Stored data

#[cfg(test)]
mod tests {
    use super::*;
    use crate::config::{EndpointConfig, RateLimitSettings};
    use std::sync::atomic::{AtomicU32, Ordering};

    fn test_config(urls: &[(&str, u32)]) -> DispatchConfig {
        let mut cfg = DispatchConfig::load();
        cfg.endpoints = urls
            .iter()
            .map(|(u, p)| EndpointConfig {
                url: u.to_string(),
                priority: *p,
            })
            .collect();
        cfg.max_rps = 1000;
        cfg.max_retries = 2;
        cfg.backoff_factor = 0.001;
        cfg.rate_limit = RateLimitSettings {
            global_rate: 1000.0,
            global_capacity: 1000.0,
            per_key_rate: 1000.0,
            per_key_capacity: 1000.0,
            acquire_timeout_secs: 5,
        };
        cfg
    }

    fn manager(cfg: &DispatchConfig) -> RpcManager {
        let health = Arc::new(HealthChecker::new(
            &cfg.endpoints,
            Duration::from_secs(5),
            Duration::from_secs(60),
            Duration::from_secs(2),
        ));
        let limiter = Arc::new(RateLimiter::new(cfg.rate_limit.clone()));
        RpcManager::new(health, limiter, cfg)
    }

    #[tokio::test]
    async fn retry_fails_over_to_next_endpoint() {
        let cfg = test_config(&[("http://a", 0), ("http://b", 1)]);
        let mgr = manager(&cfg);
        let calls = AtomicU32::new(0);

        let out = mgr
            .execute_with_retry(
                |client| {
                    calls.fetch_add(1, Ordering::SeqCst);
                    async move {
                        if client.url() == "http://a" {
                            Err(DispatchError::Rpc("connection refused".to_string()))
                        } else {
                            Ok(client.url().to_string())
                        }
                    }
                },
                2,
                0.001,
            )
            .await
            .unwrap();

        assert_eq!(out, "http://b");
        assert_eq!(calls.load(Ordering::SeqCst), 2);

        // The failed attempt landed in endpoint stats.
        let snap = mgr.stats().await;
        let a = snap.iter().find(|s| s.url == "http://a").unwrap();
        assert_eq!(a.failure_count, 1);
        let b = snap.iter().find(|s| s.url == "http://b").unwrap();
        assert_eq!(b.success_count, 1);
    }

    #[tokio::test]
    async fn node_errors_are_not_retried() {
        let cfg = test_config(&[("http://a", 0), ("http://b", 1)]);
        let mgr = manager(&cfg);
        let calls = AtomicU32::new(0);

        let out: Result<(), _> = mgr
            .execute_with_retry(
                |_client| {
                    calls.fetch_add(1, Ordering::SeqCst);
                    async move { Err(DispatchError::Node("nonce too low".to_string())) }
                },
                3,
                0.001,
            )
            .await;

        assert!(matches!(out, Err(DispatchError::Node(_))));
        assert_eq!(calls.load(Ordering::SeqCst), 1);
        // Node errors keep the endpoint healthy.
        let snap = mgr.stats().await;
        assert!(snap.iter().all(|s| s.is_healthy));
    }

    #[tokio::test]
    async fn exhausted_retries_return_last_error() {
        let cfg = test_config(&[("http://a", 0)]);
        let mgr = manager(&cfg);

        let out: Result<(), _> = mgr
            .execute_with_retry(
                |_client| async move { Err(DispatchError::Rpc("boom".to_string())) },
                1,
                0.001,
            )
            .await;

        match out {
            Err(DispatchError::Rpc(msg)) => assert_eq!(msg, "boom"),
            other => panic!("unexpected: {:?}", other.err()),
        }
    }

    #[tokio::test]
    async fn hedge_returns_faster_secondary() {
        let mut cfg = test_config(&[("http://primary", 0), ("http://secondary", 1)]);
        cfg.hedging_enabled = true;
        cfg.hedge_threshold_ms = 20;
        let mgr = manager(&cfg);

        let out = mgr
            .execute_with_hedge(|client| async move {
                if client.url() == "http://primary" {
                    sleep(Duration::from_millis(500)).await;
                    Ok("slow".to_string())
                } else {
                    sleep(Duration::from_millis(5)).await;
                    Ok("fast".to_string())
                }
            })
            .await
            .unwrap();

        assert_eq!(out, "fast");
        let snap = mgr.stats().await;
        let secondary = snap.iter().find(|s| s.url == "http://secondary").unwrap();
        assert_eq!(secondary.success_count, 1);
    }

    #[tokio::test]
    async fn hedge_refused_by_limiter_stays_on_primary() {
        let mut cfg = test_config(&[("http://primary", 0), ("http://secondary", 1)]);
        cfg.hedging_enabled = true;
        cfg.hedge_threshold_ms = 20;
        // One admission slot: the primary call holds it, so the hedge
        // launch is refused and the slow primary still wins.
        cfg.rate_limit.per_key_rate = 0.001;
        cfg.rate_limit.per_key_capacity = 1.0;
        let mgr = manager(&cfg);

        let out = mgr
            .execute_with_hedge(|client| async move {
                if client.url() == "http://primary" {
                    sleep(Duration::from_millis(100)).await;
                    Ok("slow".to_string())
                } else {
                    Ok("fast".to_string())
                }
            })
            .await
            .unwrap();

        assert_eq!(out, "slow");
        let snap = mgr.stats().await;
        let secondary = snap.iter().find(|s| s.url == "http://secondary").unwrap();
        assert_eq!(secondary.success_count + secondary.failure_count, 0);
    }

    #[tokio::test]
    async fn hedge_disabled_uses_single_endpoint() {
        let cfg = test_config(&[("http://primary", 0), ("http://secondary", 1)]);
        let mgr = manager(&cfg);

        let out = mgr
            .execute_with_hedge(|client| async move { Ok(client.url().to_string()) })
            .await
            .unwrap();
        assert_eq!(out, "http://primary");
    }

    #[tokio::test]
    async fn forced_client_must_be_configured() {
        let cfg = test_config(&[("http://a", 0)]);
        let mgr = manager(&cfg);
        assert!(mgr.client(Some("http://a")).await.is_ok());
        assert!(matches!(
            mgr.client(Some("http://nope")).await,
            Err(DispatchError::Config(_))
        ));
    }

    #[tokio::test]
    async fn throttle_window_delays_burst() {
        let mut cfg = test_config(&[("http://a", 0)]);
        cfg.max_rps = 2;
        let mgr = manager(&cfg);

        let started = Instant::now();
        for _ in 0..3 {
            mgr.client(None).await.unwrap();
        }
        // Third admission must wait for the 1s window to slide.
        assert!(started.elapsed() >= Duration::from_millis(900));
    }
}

### Task brief:
Pull every line containing "RateLimitSettings" from the data.

### Answer to this problem:
    use crate::config::{EndpointConfig, RateLimitSettings};
        cfg.rate_limit = RateLimitSettings {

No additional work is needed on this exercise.